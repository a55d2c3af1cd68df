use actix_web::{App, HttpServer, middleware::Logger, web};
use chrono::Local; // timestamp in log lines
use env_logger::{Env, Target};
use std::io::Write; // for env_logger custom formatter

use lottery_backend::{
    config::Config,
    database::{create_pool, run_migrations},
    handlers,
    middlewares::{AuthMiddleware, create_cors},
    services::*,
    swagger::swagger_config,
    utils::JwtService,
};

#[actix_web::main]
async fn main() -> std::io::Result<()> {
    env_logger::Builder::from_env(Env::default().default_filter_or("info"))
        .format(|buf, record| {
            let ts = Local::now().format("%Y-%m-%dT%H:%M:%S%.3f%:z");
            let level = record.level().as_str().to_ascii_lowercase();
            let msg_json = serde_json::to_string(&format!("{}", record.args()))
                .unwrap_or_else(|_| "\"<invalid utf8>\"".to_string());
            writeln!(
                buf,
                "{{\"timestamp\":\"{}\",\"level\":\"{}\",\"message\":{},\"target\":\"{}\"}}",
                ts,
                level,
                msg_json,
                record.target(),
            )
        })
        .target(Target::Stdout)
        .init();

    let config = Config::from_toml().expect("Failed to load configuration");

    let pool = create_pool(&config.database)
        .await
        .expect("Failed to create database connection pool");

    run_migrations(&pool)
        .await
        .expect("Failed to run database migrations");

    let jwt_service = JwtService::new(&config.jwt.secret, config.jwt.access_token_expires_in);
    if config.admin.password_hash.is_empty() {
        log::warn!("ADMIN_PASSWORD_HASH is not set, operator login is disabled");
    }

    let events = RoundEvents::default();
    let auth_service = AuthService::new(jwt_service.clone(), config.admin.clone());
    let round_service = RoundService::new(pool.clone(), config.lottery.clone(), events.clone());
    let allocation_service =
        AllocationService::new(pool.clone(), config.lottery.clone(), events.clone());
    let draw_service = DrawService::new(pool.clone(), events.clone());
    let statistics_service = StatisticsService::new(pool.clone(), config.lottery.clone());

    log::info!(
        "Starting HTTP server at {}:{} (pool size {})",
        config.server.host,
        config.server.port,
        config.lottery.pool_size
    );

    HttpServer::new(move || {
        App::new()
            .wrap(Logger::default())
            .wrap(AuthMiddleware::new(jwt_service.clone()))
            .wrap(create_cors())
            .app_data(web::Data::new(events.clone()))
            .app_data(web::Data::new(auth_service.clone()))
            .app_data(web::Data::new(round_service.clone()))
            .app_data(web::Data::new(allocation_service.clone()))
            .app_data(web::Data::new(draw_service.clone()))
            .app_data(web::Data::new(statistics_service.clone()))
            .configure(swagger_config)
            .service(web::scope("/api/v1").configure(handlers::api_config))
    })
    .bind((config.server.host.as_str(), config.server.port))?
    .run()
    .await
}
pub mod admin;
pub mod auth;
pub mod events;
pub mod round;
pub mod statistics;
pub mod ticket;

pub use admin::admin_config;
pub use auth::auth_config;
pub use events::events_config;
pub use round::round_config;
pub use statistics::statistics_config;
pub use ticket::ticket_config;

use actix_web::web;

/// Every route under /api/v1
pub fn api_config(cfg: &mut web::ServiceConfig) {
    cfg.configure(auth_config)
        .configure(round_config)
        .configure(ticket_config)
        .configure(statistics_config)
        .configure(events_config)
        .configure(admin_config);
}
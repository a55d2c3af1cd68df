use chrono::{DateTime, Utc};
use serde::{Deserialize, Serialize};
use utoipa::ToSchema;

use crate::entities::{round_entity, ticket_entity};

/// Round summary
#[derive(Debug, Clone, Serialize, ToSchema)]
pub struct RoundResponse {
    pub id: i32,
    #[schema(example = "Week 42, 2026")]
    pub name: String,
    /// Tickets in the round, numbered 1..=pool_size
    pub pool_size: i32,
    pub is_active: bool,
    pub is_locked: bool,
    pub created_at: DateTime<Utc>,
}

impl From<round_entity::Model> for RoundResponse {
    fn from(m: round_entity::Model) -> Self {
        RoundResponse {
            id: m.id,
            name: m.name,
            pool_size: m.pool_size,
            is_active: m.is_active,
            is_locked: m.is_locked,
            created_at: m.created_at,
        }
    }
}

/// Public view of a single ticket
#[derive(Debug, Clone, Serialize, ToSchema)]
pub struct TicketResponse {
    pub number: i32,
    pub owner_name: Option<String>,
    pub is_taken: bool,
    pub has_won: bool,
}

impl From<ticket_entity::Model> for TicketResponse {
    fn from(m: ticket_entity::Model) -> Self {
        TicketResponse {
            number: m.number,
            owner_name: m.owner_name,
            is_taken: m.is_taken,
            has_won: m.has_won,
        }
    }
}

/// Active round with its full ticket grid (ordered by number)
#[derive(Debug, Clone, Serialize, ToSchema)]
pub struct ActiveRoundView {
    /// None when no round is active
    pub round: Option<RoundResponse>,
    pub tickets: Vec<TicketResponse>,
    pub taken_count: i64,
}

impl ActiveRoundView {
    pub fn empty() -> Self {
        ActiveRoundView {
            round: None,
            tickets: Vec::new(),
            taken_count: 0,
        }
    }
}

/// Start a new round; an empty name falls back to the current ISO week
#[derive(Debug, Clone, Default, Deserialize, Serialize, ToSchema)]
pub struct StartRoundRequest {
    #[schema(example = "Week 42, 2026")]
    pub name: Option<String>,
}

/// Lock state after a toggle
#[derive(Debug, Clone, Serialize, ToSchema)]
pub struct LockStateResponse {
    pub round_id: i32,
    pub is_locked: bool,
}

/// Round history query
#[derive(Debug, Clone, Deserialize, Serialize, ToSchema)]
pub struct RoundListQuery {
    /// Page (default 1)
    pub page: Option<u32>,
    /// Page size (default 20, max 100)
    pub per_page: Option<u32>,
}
###
AIM OF THE TASK: For each line in the entries that contains the string "info", make a copy.

YOUR RESPONSE:
    env_logger::Builder::from_env(Env::default().default_filter_or("info"))
    log::info!(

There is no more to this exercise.